The ability of N_BH cells to mediate the secretion of class-switched antibodies from MZ B cells raises questions as to the origin of this population. When N_C cells are exposed to IL-10, they upregulate the expression of mRNA encoding BAFF and APRIL, and become inducible N_BH-like cells. The generation of this inducible population requires signalling through JAK2 and STAT3. N_BH in the splenic MZ are in close proximity to sinusoidal endothelial cells, which secrete IL-10 and various neutrophil-attracting chemokines in response to microbial ligands. On this basis, Puga and colleagues postulate that microbial ligands—which might enter general circulation after systemic translocation across mucosal surfaces (Clarke et al, 2010)—trigger both reprogramming and chemotactic signals to N_c cells, resulting in the formation of N_BH cells. In line with this concept, the splenic N_BH population is established early in fetal life, but is greatly enhanced two days after birth, coincident with mucosal colonization by bacteria. Moreover, mice that are either germ-free or unable to mediate TLR signalling, have fewer N_BH cells. In the light of these observations, N_BH cells are suggested to stimulate the generation of class-switched antibodies to T-cell-independent antigens from MZ B cells in the steady state, providing individuals with an innate layer of antimicrobial antibody defence.

Several intriguing questions are raised by this study that will remain the challenge of future work.

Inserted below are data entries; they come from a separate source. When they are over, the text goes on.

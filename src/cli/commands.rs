// ============================================================
// Layer 1 — CLI Commands and Arguments
// ============================================================
// Defines the six subcommands and all their configurable flags:
//
//   split | vocab | train | predict | cross-validate | combine
//
// clap's derive macros automatically generate:
//   - help text (--help)
//   - error messages for missing args
//   - type conversion (string → usize, f64, etc.)
//
// Reference: Rust Book §12 (Building a CLI Program)

use clap::{Args, Subcommand};
use std::path::PathBuf;

use crate::application::train_use_case::TrainConfig;

#[derive(Subcommand, Debug)]
pub enum Commands {
    /// Split a labelled csv into k fold directories
    Split(SplitArgs),

    /// Dump the pinyin and word vocabularies of a fold
    Vocab(VocabArgs),

    /// Fine-tune the classifier on one fold
    Train(TrainArgs),

    /// Predict test probabilities with a trained fold
    Predict(PredictArgs),

    /// Train and predict every fold, then combine
    CrossValidate(CrossValidateArgs),

    /// Average the fold submissions into one result
    Combine(CombineArgs),
}

// ─── split ────────────────────────────────────────────────────────────────────
#[derive(Args, Debug)]
pub struct SplitArgs {
    /// Labelled csv (id,sentence1,sentence2,label)
    #[arg(long)]
    pub input: PathBuf,

    /// Test csv copied into every fold
    #[arg(long)]
    pub test: PathBuf,

    /// Parent directory of data_0 … data_{k-1}
    #[arg(long, default_value = ".")]
    pub out_dir: PathBuf,

    #[arg(long, default_value_t = 5)]
    pub folds: usize,

    #[arg(long, default_value_t = 42)]
    pub seed: u64,
}

// ─── vocab ────────────────────────────────────────────────────────────────────
#[derive(Args, Debug)]
pub struct VocabArgs {
    /// Fold directory with train.csv, dev.csv and test.csv
    #[arg(long, default_value = "data_0")]
    pub data_dir: PathBuf,

    #[arg(long, default_value = "vocab")]
    pub out_dir: PathBuf,

    /// Extra jieba dictionary ("word [freq] [tag]" per line)
    #[arg(long)]
    pub user_dict: Option<PathBuf>,
}

// ─── train ────────────────────────────────────────────────────────────────────
/// Every hyperparameter of one fold run. Shared with `cross-validate`.
#[derive(Args, Debug, Clone)]
pub struct HyperArgs {
    /// Directory with tokenizer.json or vocab.txt, optional config.json
    /// and pytorch_model.bin (or a burn model.mpk.gz)
    #[arg(long, default_value = "pretrained")]
    pub model_dir: String,

    /// Tokens per choice sequence, [CLS] and two [SEP] included
    #[arg(long, default_value_t = 128)]
    pub max_seq_len: usize,

    /// Number of subword sequences ("choices") per example
    #[arg(long, default_value_t = 3)]
    pub split_num: usize,

    /// Examples per optimizer step
    #[arg(long, default_value_t = 8)]
    pub batch_size: usize,

    #[arg(long, default_value_t = 8)]
    pub eval_batch_size: usize,

    #[arg(long, default_value_t = 5e-5)]
    pub lr: f64,

    #[arg(long, default_value_t = 3)]
    pub epochs: usize,

    /// Total optimizer steps; overrides --epochs when > 0
    #[arg(long, default_value_t = 0)]
    pub train_steps: usize,

    /// Evaluate every N steps; 0 means once per epoch
    #[arg(long, default_value_t = 0)]
    pub eval_steps: usize,

    #[arg(long, default_value_t = 0)]
    pub warmup_steps: usize,

    #[arg(long, default_value_t = 0.0)]
    pub weight_decay: f64,

    #[arg(long, default_value_t = 1e-8)]
    pub adam_epsilon: f64,

    /// Gradient-norm clip; 0 disables clipping
    #[arg(long, default_value_t = 1.0)]
    pub max_grad_norm: f64,

    #[arg(long, default_value_t = 1)]
    pub grad_accum_steps: usize,

    #[arg(long, default_value_t = 0.0)]
    pub label_smoothing: f64,

    /// Feed the pinyin channel to the classifier
    #[arg(long)]
    pub use_pinyin: bool,

    /// Do not feed the word channel to the classifier
    #[arg(long)]
    pub no_words: bool,

    /// Skip dev evaluation and keep the final model
    #[arg(long)]
    pub no_eval: bool,

    #[arg(long, default_value_t = 42)]
    pub seed: u64,

    #[arg(long)]
    pub user_dict: Option<String>,

    // Encoder shape, used only when the model dir has no config.json
    #[arg(long, default_value_t = 768)]
    pub hidden_size: usize,

    /// hidden_size must be divisible by num_heads
    #[arg(long, default_value_t = 12)]
    pub num_heads: usize,

    #[arg(long, default_value_t = 12)]
    pub num_layers: usize,

    #[arg(long, default_value_t = 3072)]
    pub intermediate_size: usize,

    #[arg(long, default_value_t = 512)]
    pub max_position_embeddings: usize,

    #[arg(long, default_value_t = 0.1)]
    pub dropout: f64,

    /// Size of the pinyin and word embeddings
    #[arg(long, default_value_t = 200)]
    pub aux_embedding_size: usize,
}

#[derive(Args, Debug)]
pub struct TrainArgs {
    #[arg(long, default_value = "data_0")]
    pub data_dir: String,

    /// Where the checkpoint, configs, vocabularies and logs go
    #[arg(long, default_value = "model_0")]
    pub output_dir: String,

    #[command(flatten)]
    pub hyper: HyperArgs,
}

/// Convert CLI hyperparameters into the application-layer TrainConfig.
/// The application layer never sees clap types.
impl From<HyperArgs> for TrainConfig {
    fn from(a: HyperArgs) -> Self {
        TrainConfig {
            model_dir:               a.model_dir,
            max_seq_len:             a.max_seq_len,
            split_num:               a.split_num,
            batch_size:              a.batch_size,
            eval_batch_size:         a.eval_batch_size,
            lr:                      a.lr,
            epochs:                  a.epochs,
            train_steps:             a.train_steps,
            eval_steps:              a.eval_steps,
            warmup_steps:            a.warmup_steps,
            weight_decay:            a.weight_decay,
            adam_epsilon:            a.adam_epsilon,
            max_grad_norm:           a.max_grad_norm,
            grad_accum_steps:        a.grad_accum_steps,
            label_smoothing:         a.label_smoothing,
            use_pinyin:              a.use_pinyin,
            use_words:               !a.no_words,
            do_eval:                 !a.no_eval,
            seed:                    a.seed,
            user_dict:               a.user_dict,
            hidden_size:             a.hidden_size,
            num_heads:               a.num_heads,
            num_layers:              a.num_layers,
            intermediate_size:       a.intermediate_size,
            max_position_embeddings: a.max_position_embeddings,
            dropout:                 a.dropout,
            aux_embedding_size:      a.aux_embedding_size,
            ..TrainConfig::default()
        }
    }
}

impl From<TrainArgs> for TrainConfig {
    fn from(a: TrainArgs) -> Self {
        TrainConfig {
            data_dir:   a.data_dir,
            output_dir: a.output_dir,
            ..a.hyper.into()
        }
    }
}

// ─── predict ──────────────────────────────────────────────────────────────────
#[derive(Args, Debug)]
pub struct PredictArgs {
    #[arg(long, default_value = "data_0")]
    pub data_dir: PathBuf,

    /// Tokenizer source, the same one used for training
    #[arg(long, default_value = "pretrained")]
    pub model_dir: PathBuf,

    /// Output directory of the trained fold
    #[arg(long, default_value = "model_0")]
    pub output_dir: PathBuf,

    #[arg(long, default_value_t = 8)]
    pub eval_batch_size: usize,
}

// ─── cross-validate ───────────────────────────────────────────────────────────
#[derive(Args, Debug)]
pub struct CrossValidateArgs {
    /// Fold i reads <data-prefix><i>
    #[arg(long, default_value = "data_")]
    pub data_prefix: String,

    /// Fold i writes <output-prefix><i>
    #[arg(long, default_value = "model_")]
    pub output_prefix: String,

    #[arg(long, default_value_t = 5)]
    pub folds: usize,

    /// Ensembled labels; probabilities go to <out-path>.prob
    #[arg(long, default_value = "result.csv")]
    pub out_path: PathBuf,

    #[command(flatten)]
    pub hyper: HyperArgs,
}

// ─── combine ──────────────────────────────────────────────────────────────────
#[derive(Args, Debug)]
pub struct CombineArgs {
    /// Reads <model-prefix><i>/sub.csv for every fold
    #[arg(long, default_value = "model_")]
    pub model_prefix: String,

    #[arg(long, default_value_t = 5)]
    pub folds: usize,

    #[arg(long, default_value = "result.csv")]
    pub out_path: PathBuf,
}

Such issues include the identification of the source of the initial signal that triggers the generation of the N_BH cell population and uncovering the mechanism(s) by which N_BH-mediated MZ B-cell activation is regulated. Nonetheless, this exciting study not only defines new communications between branches of the immune system, but also opens potential therapeutic avenues involving the manipulation of neutrophil populations to enhance basal immunity.